Data supplied Block Start
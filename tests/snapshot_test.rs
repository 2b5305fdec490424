//! Integration tests for the snapshot cache: TTL behavior, force recompute,
//! and the quota circuit breaker.

use std::sync::atomic::{AtomicBool, AtomicU32, Ordering};
use std::sync::Arc;

use chrono::{Duration, Utc};

use analysis_worker::snapshot::{SnapshotCache, SnapshotError, SnapshotReply, SnapshotSource};
use blunder_core::model::Snapshot;

// ---------------------------------------------------------------------------
// Helpers
// ---------------------------------------------------------------------------

/// Counts recomputes and can be switched into quota-exhausted mode.
#[derive(Clone, Default)]
struct CountingSource {
    calls: Arc<AtomicU32>,
    quota_exhausted: Arc<AtomicBool>,
}

impl CountingSource {
    fn calls(&self) -> u32 {
        self.calls.load(Ordering::SeqCst)
    }
}

impl SnapshotSource for CountingSource {
    async fn recompute(&self, subject_id: i64) -> Result<Snapshot, SnapshotError> {
        self.calls.fetch_add(1, Ordering::SeqCst);
        if self.quota_exhausted.load(Ordering::SeqCst) {
            return Err(SnapshotError::QuotaExceeded(
                "too many connections".to_string(),
            ));
        }
        let now = Utc::now();
        Ok(Snapshot {
            subject_id,
            computed_at: now,
            ttl_expires_at: now,
            games_analyzed: 12,
            blunders_total: 7,
            patterns: Vec::new(),
        })
    }
}

fn ready(reply: SnapshotReply) -> Snapshot {
    match reply {
        SnapshotReply::Ready(snapshot) => snapshot,
        SnapshotReply::NotReady { retry_at } => panic!("expected a snapshot, got NotReady until {retry_at}"),
    }
}

// ---------------------------------------------------------------------------
// TTL
// ---------------------------------------------------------------------------

#[tokio::test]
async fn a_fresh_snapshot_is_served_from_cache() {
    let source = CountingSource::default();
    let cache = SnapshotCache::new(source.clone(), Duration::seconds(300), Duration::seconds(60));

    let first = ready(cache.get_or_compute(1, false).await.unwrap());
    assert_eq!(first.subject_id, 1);
    assert!(first.ttl_expires_at > first.computed_at);

    let second = ready(cache.get_or_compute(1, false).await.unwrap());
    assert_eq!(second.computed_at, first.computed_at);
    assert_eq!(source.calls(), 1);
}

#[tokio::test]
async fn an_expired_snapshot_is_recomputed() {
    let source = CountingSource::default();
    // Zero TTL: every read finds the cached entry already expired.
    let cache = SnapshotCache::new(source.clone(), Duration::zero(), Duration::seconds(60));

    ready(cache.get_or_compute(1, false).await.unwrap());
    ready(cache.get_or_compute(1, false).await.unwrap());
    assert_eq!(source.calls(), 2);
}

#[tokio::test]
async fn subjects_are_cached_independently() {
    let source = CountingSource::default();
    let cache = SnapshotCache::new(source.clone(), Duration::seconds(300), Duration::seconds(60));

    ready(cache.get_or_compute(1, false).await.unwrap());
    ready(cache.get_or_compute(2, false).await.unwrap());
    assert_eq!(source.calls(), 2);

    ready(cache.get_or_compute(1, false).await.unwrap());
    ready(cache.get_or_compute(2, false).await.unwrap());
    assert_eq!(source.calls(), 2);
}

#[tokio::test]
async fn force_bypasses_a_fresh_cache_entry() {
    let source = CountingSource::default();
    let cache = SnapshotCache::new(source.clone(), Duration::seconds(300), Duration::seconds(60));

    ready(cache.get_or_compute(1, false).await.unwrap());
    ready(cache.get_or_compute(1, true).await.unwrap());
    assert_eq!(source.calls(), 2);
}

// ---------------------------------------------------------------------------
// Quota circuit breaker
// ---------------------------------------------------------------------------

#[tokio::test]
async fn quota_exhaustion_opens_the_circuit_for_everyone() {
    let source = CountingSource::default();
    let cache = SnapshotCache::new(source.clone(), Duration::seconds(300), Duration::seconds(60));
    source.quota_exhausted.store(true, Ordering::SeqCst);

    let reply = cache.get_or_compute(1, false).await.unwrap();
    let retry_at = match reply {
        SnapshotReply::NotReady { retry_at } => retry_at,
        SnapshotReply::Ready(_) => panic!("expected NotReady"),
    };
    assert!(retry_at > Utc::now());
    assert_eq!(source.calls(), 1);

    // While the circuit is open no subject reaches the source, not even
    // with force.
    assert!(matches!(
        cache.get_or_compute(2, false).await.unwrap(),
        SnapshotReply::NotReady { .. }
    ));
    assert!(matches!(
        cache.get_or_compute(1, true).await.unwrap(),
        SnapshotReply::NotReady { .. }
    ));
    assert_eq!(source.calls(), 1);
}

#[tokio::test]
async fn the_circuit_closes_after_the_cooldown() {
    let source = CountingSource::default();
    // Zero cooldown: the circuit is already closed on the next read.
    let cache = SnapshotCache::new(source.clone(), Duration::seconds(300), Duration::zero());
    source.quota_exhausted.store(true, Ordering::SeqCst);

    assert!(matches!(
        cache.get_or_compute(1, false).await.unwrap(),
        SnapshotReply::NotReady { .. }
    ));

    source.quota_exhausted.store(false, Ordering::SeqCst);
    let snapshot = ready(cache.get_or_compute(1, false).await.unwrap());
    assert_eq!(snapshot.subject_id, 1);
    assert_eq!(source.calls(), 2);
}

#[tokio::test]
async fn non_quota_failures_propagate() {
    struct FailingSource;
    impl SnapshotSource for FailingSource {
        async fn recompute(&self, _subject_id: i64) -> Result<Snapshot, SnapshotError> {
            Err(SnapshotError::Recompute("events table corrupt".to_string()))
        }
    }

    let cache = SnapshotCache::new(FailingSource, Duration::seconds(300), Duration::seconds(60));
    let err = cache.get_or_compute(1, false).await.unwrap_err();
    assert!(matches!(err, SnapshotError::Recompute(_)));
}
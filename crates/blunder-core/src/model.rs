//! Core data model shared by the worker, the queue, and the snapshot layer.

use chrono::{DateTime, Utc};
use serde::{Deserialize, Serialize};

/// Lifecycle of an analysis job.
#[derive(Debug, Clone, Copy, PartialEq, Eq, Serialize, Deserialize)]
#[serde(rename_all = "lowercase")]
pub enum JobStatus {
    Pending,
    Processing,
    Done,
    Failed,
}

impl JobStatus {
    /// Stable lowercase form used in the job store.
    pub fn as_str(&self) -> &'static str {
        match self {
            JobStatus::Pending => "pending",
            JobStatus::Processing => "processing",
            JobStatus::Done => "done",
            JobStatus::Failed => "failed",
        }
    }

    pub fn parse(s: &str) -> Option<JobStatus> {
        match s {
            "pending" => Some(JobStatus::Pending),
            "processing" => Some(JobStatus::Processing),
            "done" => Some(JobStatus::Done),
            "failed" => Some(JobStatus::Failed),
            _ => None,
        }
    }
}

/// One queued game analysis.
///
/// Identity key = `(game_id, engine_name, analysis_depth)`; the store
/// guarantees at most one `Processing` row per key. `attempts` counts claims,
/// not staleness sweeps.
#[derive(Debug, Clone, Serialize, Deserialize)]
pub struct AnalysisJob {
    pub id: i64,
    pub game_id: i64,
    pub engine_name: String,
    pub analysis_depth: i32,
    pub status: JobStatus,
    pub attempts: i32,
    pub last_error: Option<String>,
    pub created_at: DateTime<Utc>,
    pub updated_at: DateTime<Utc>,
    pub claimed_at: Option<DateTime<Utc>>,
}

/// Result of a single engine probe, in side-to-move POV.
/// Exactly one of `score_cp` / `mate_in` is set.
#[derive(Debug, Clone, Serialize, Deserialize)]
pub struct Evaluation {
    pub score_cp: Option<i32>,
    pub mate_in: Option<i32>,
    pub best_move: String,
    pub pv: Vec<String>,
    pub depth_reached: i32,
}

/// Per-tracked-ply evaluation record.
///
/// Evals are raw white-POV centipawns; forced-mate signals are substituted
/// with a large finite magnitude (see `score::to_white_cp`) and the record is
/// flagged via `missed_mate` when a winning mate was thrown away.
#[derive(Debug, Clone, Serialize, Deserialize)]
pub struct MoveRecord {
    pub ply: u32,
    pub move_number: u32,
    pub played_move: String,
    pub best_move: String,
    pub eval_before_cp: i32,
    pub eval_after_cp: i32,
    pub centipawn_loss: i32,
    pub missed_mate: bool,
}

#[derive(Debug, Clone, Copy, PartialEq, Eq, PartialOrd, Ord, Serialize, Deserialize)]
#[serde(rename_all = "lowercase")]
pub enum Severity {
    Inaccuracy,
    Mistake,
    Blunder,
}

#[derive(Debug, Clone, Copy, PartialEq, Eq, Serialize, Deserialize)]
#[serde(rename_all = "lowercase")]
pub enum Phase {
    Opening,
    Middlegame,
    Endgame,
}

/// Mistake themes, in no particular order here; the classifier's rule order
/// is what decides ambiguous positions.
#[derive(Debug, Clone, Copy, PartialEq, Eq, PartialOrd, Ord, Hash, Serialize, Deserialize)]
#[serde(rename_all = "snake_case")]
pub enum Theme {
    MissedMate,
    HangingPiece,
    LosingCapture,
    KingExposure,
    TimeScramble,
    MissedThreat,
}

impl Theme {
    /// Stable tag used for persistence and pattern ranking.
    pub fn tag(&self) -> &'static str {
        match self {
            Theme::MissedMate => "missed_mate",
            Theme::HangingPiece => "hanging_piece",
            Theme::LosingCapture => "losing_capture",
            Theme::KingExposure => "king_exposure",
            Theme::TimeScramble => "time_scramble",
            Theme::MissedThreat => "missed_threat",
        }
    }

    pub fn label(&self) -> &'static str {
        match self {
            Theme::MissedMate => "Missed forced mates",
            Theme::HangingPiece => "Hanging pieces",
            Theme::LosingCapture => "Losing captures",
            Theme::KingExposure => "King exposure",
            Theme::TimeScramble => "Time scrambles",
            Theme::MissedThreat => "Missed threats",
        }
    }
}

/// One classified mistake. Immutable once created.
#[derive(Debug, Clone, Serialize, Deserialize)]
pub struct BlunderEvent {
    pub game_id: i64,
    pub ply: u32,
    pub move_number: u32,
    pub played_move: String,
    pub best_move: String,
    pub centipawn_loss: i32,
    pub severity: Severity,
    pub theme: Theme,
    pub phase: Phase,
}

/// Per-theme weakness summary, recomputed in full from the event set.
#[derive(Debug, Clone, PartialEq, Serialize, Deserialize)]
pub struct PatternSummary {
    pub pattern_tag: String,
    pub label: String,
    pub occurrences: u32,
    pub weakness_score: f64,
    pub updated_at: DateTime<Utc>,
}

/// A subject's blunder-DNA snapshot, valid until `ttl_expires_at`.
#[derive(Debug, Clone, Serialize, Deserialize)]
pub struct Snapshot {
    pub subject_id: i64,
    pub computed_at: DateTime<Utc>,
    pub ttl_expires_at: DateTime<Utc>,
    pub games_analyzed: u32,
    pub blunders_total: u32,
    pub patterns: Vec<PatternSummary>,
}

/// Input move for game replay. `clock_ms` is the clock remaining after the
/// move, when the game source provides it.
#[derive(Debug, Clone, Serialize, Deserialize)]
pub struct MoveInput {
    pub san: String,
    #[serde(default)]
    pub clock_ms: Option<u32>,
}
pub use chess;

pub mod config;
pub mod db;
pub mod engine;
pub mod error;
pub mod evaluator;
pub mod facts;
pub mod queue;
pub mod snapshot;
pub mod worker;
Data supplied Block End
▶ **What the task asks**:
Once you have found every line above holding the word "Result", copy those lines.

▶ **Output of the task**:
    async fn recompute(&self, subject_id: i64) -> Result<Snapshot, SnapshotError> {
        async fn recompute(&self, _subject_id: i64) -> Result<Snapshot, SnapshotError> {
/// Result of a single engine probe, in side-to-move POV.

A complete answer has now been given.